Suppose we need to investigate about a mutation (mutation from "start" to "end"), where ONE mutation is defined as ONE single character changed in the gene string. 

For example, "AACCGGTT" -> "AACCGGTA" is 1 mutation. 

Also, there is a given gene "bank", which records all the valid gene mutations. A gene must be in the bank to make it a valid gene string. 

Now, given 3 things - start, end, bank, your task is to determine what is the minimum number of mutations needed to mutate from "start" to "end". If there is no such a mutation, return -1. 

For example, 

bank: "AACCGGTA" 
start: "AACCGGTT" 
end: "AACCGGTA" 

return: 1

bank: "AACCGGTA", "AACCGCTA", "AAACGGTA"
start: "AACCGGTT"
end: "AAACGGTA"

return: 3

题目大意:

一个基因字符串可以用8个字符组成的字符串表示,每个字符可以是"A","C","G","T"。

加入我们需要研究基因突变(从"start"到"end"的突变),其中一次突变是指基因字符串中的某一个位置字符的改变。

例如"AACCGGTT" -> "AACCGGTA"是1次突变。

并且,给定一个基因“银行”,记录了所有有效的基因突变。只有突变成银行中的基因才是有效基因。

现在,给定3个参数-start, end, bank。你的任务是求出从start到end的最少突变次数。
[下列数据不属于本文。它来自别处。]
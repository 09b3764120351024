use std::sync::Arc;

use futures::{future::BoxFuture, stream::BoxStream};
use reqwest::{Client, Method, StatusCode};
use tracing::debug;

use crate::dao::{
    models::{Revision, RoomState, Versioned},
    room_store::{RoomEvent, RoomStore, polling::poll_room},
    storage::{StorageError, StorageResult},
};

use super::{
    config::CouchConfig,
    error::{CouchDaoError, CouchResult},
    models::{CouchRoomDocument, PutResponse, room_doc_id},
};

const MAX_REPLACE_ATTEMPTS: u32 = 8;

/// CouchDB-backed [`RoomStore`]; compare-and-swap relies on `_rev` preconditions.
#[derive(Clone)]
pub struct CouchRoomStore {
    client: Client,
    base_url: Arc<str>,
    database: Arc<str>,
    auth: Option<(Arc<str>, Arc<str>)>,
    config: Arc<CouchConfig>,
}

/// Outcome of a document `PUT`.
enum PutOutcome {
    Stored(Versioned),
    Conflict,
}

impl CouchRoomStore {
    /// Establish a connection to CouchDB and ensure the database exists.
    pub async fn connect(config: CouchConfig) -> CouchResult<Self> {
        let client = Client::builder()
            .build()
            .map_err(|source| CouchDaoError::Client { source })?;

        let base_url = Arc::<str>::from(config.base_url.trim_end_matches('/'));
        let database = Arc::<str>::from(config.database.as_str());
        let auth = config
            .username
            .clone()
            .zip(config.password.clone())
            .map(|(u, p)| (Arc::<str>::from(u), Arc::<str>::from(p)));

        let store = Self {
            client,
            base_url,
            database,
            auth,
            config: Arc::new(config),
        };

        store.ensure_database().await?;
        Ok(store)
    }

    fn authorize(&self, builder: reqwest::RequestBuilder) -> reqwest::RequestBuilder {
        match self.auth {
            Some((ref user, ref pass)) => builder.basic_auth(user.as_ref(), Some(pass.as_ref())),
            None => builder,
        }
    }

    fn request(&self, method: Method, path: &str) -> reqwest::RequestBuilder {
        let url = format!("{}/{}/{}", self.base_url, self.database, path);
        self.authorize(self.client.request(method, url))
    }

    async fn ensure_database(&self) -> CouchResult<()> {
        let database = self.database.to_string();
        let url = format!("{}/{}", self.base_url, self.database);

        let response = self
            .authorize(self.client.get(&url))
            .send()
            .await
            .map_err(|source| CouchDaoError::Database {
                action: "query",
                database: database.clone(),
                source,
            })?;

        match response.status() {
            StatusCode::OK => Ok(()),
            StatusCode::NOT_FOUND => {
                let create = self
                    .authorize(self.client.put(&url))
                    .send()
                    .await
                    .map_err(|source| CouchDaoError::Database {
                        action: "create",
                        database: database.clone(),
                        source,
                    })?;
                // 412: created concurrently by another instance.
                if create.status().is_success() || create.status() == StatusCode::PRECONDITION_FAILED
                {
                    Ok(())
                } else {
                    Err(CouchDaoError::DatabaseStatus {
                        database,
                        status: create.status(),
                    })
                }
            }
            other => Err(CouchDaoError::DatabaseStatus {
                database,
                status: other,
            }),
        }
    }

    async fn get_room(&self, room_id: &str) -> CouchResult<Option<CouchRoomDocument>> {
        let doc_id = room_doc_id(room_id);
        let response = self
            .request(Method::GET, &doc_id)
            .send()
            .await
            .map_err(|source| CouchDaoError::Request {
                room_id: room_id.to_owned(),
                source,
            })?;

        match response.status() {
            StatusCode::NOT_FOUND => Ok(None),
            status if status.is_success() => response
                .json::<CouchRoomDocument>()
                .await
                .map(Some)
                .map_err(|source| CouchDaoError::Decode {
                    room_id: room_id.to_owned(),
                    source,
                }),
            status => Err(CouchDaoError::UnexpectedStatus {
                room_id: room_id.to_owned(),
                status,
            }),
        }
    }

    /// `PUT` the room; without `rev` this only succeeds when no live document exists.
    async fn put_room(
        &self,
        room_id: &str,
        rev: Option<String>,
        state: RoomState,
    ) -> CouchResult<PutOutcome> {
        let document = CouchRoomDocument::new(room_id, rev, state);
        let doc_id = document.id.clone();
        let response = self
            .request(Method::PUT, &doc_id)
            .json(&document)
            .send()
            .await
            .map_err(|source| CouchDaoError::Request {
                room_id: room_id.to_owned(),
                source,
            })?;

        match response.status() {
            StatusCode::CONFLICT => Ok(PutOutcome::Conflict),
            status if status.is_success() => {
                let body = response.json::<PutResponse>().await.map_err(|source| {
                    CouchDaoError::Decode {
                        room_id: room_id.to_owned(),
                        source,
                    }
                })?;
                Ok(PutOutcome::Stored(document.into_versioned(body.rev)))
            }
            status => Err(CouchDaoError::UnexpectedStatus {
                room_id: room_id.to_owned(),
                status,
            }),
        }
    }

    async fn load_room(&self, room_id: &str) -> StorageResult<Versioned> {
        let document = self
            .get_room(room_id)
            .await?
            .ok_or_else(|| StorageError::not_found(room_id))?;
        let rev = document.rev.clone().unwrap_or_default();
        Ok(document.into_versioned(rev))
    }

    async fn create_room(&self, room_id: &str, state: RoomState) -> StorageResult<Versioned> {
        match self.put_room(room_id, None, state).await? {
            PutOutcome::Stored(versioned) => Ok(versioned),
            PutOutcome::Conflict => Err(StorageError::already_exists(room_id)),
        }
    }

    async fn compare_and_swap_room(
        &self,
        room_id: &str,
        expected: Revision,
        state: RoomState,
    ) -> StorageResult<Versioned> {
        match self
            .put_room(room_id, Some(expected.as_str().to_owned()), state)
            .await?
        {
            PutOutcome::Stored(versioned) => Ok(versioned),
            PutOutcome::Conflict => match self.get_room(room_id).await? {
                Some(_) => Err(StorageError::conflict(room_id)),
                None => Err(StorageError::not_found(room_id)),
            },
        }
    }

    async fn replace_room(&self, room_id: &str, state: RoomState) -> StorageResult<Versioned> {
        for _ in 0..MAX_REPLACE_ATTEMPTS {
            let rev = self.get_room(room_id).await?.and_then(|document| document.rev);
            match self.put_room(room_id, rev, state.clone()).await? {
                PutOutcome::Stored(versioned) => return Ok(versioned),
                PutOutcome::Conflict => {
                    debug!(room_id, "room replace raced with another writer; retrying");
                }
            }
        }

        Err(StorageError::ConcurrentUpdateFailed {
            room_id: room_id.to_owned(),
            attempts: MAX_REPLACE_ATTEMPTS,
        })
    }

    async fn ping(&self) -> CouchResult<()> {
        let database = self.database.to_string();
        let url = format!("{}/{}", self.base_url, self.database);
        let response = self
            .authorize(self.client.head(&url))
            .send()
            .await
            .map_err(|source| CouchDaoError::Database {
                action: "ping",
                database: database.clone(),
                source,
            })?;

        if response.status().is_success() {
            Ok(())
        } else {
            Err(CouchDaoError::DatabaseStatus {
                database,
                status: response.status(),
            })
        }
    }
}

impl RoomStore for CouchRoomStore {
    fn create(
        &self,
        room_id: &str,
        initial: RoomState,
    ) -> BoxFuture<'static, StorageResult<Versioned>> {
        let store = self.clone();
        let room_id = room_id.to_owned();
        Box::pin(async move { store.create_room(&room_id, initial).await })
    }

    fn load(&self, room_id: &str) -> BoxFuture<'static, StorageResult<Versioned>> {
        let store = self.clone();
        let room_id = room_id.to_owned();
        Box::pin(async move { store.load_room(&room_id).await })
    }

    fn compare_and_swap(
        &self,
        room_id: &str,
        expected: Revision,
        next: RoomState,
    ) -> BoxFuture<'static, StorageResult<Versioned>> {
        let store = self.clone();
        let room_id = room_id.to_owned();
        Box::pin(async move { store.compare_and_swap_room(&room_id, expected, next).await })
    }

    fn replace(
        &self,
        room_id: &str,
        state: RoomState,
    ) -> BoxFuture<'static, StorageResult<Versioned>> {
        let store = self.clone();
        let room_id = room_id.to_owned();
        Box::pin(async move { store.replace_room(&room_id, state).await })
    }

    fn subscribe(&self, room_id: &str) -> BoxStream<'static, RoomEvent> {
        let store = self.clone();
        let every = self.config.poll_interval;
        poll_room(room_id.to_owned(), every, {
            let room_id = room_id.to_owned();
            move || store.load(&room_id)
        })
    }

    fn health_check(&self) -> BoxFuture<'static, StorageResult<()>> {
        let store = self.clone();
        Box::pin(async move { store.ping().await.map_err(Into::into) })
    }

    fn try_reconnect(&self) -> BoxFuture<'static, StorageResult<()>> {
        let store = self.clone();
        Box::pin(async move { store.ensure_database().await.map_err(Into::into) })
    }
}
如果不存在则返回-1。

解题思路:

进制转换+位运算+广度优先搜索(BFS)

用4进制将基因字符串转化为整数,通过BFS可以求出最少突变次数,每一次突变的转换可以用异或运算完成。

Python代码:

class Solution(object):
    def minMutation(self, start, end, bank):
        """
        :type start: str
        :type end: str
        :type bank: List[str]
        :rtype: int
        """
        def toNumber(gene):
            table = {v : i for i, v in enumerate('ATGC')}
            return sum([table[g] * 1 << (2 * i) for i, g in enumerate(gene)])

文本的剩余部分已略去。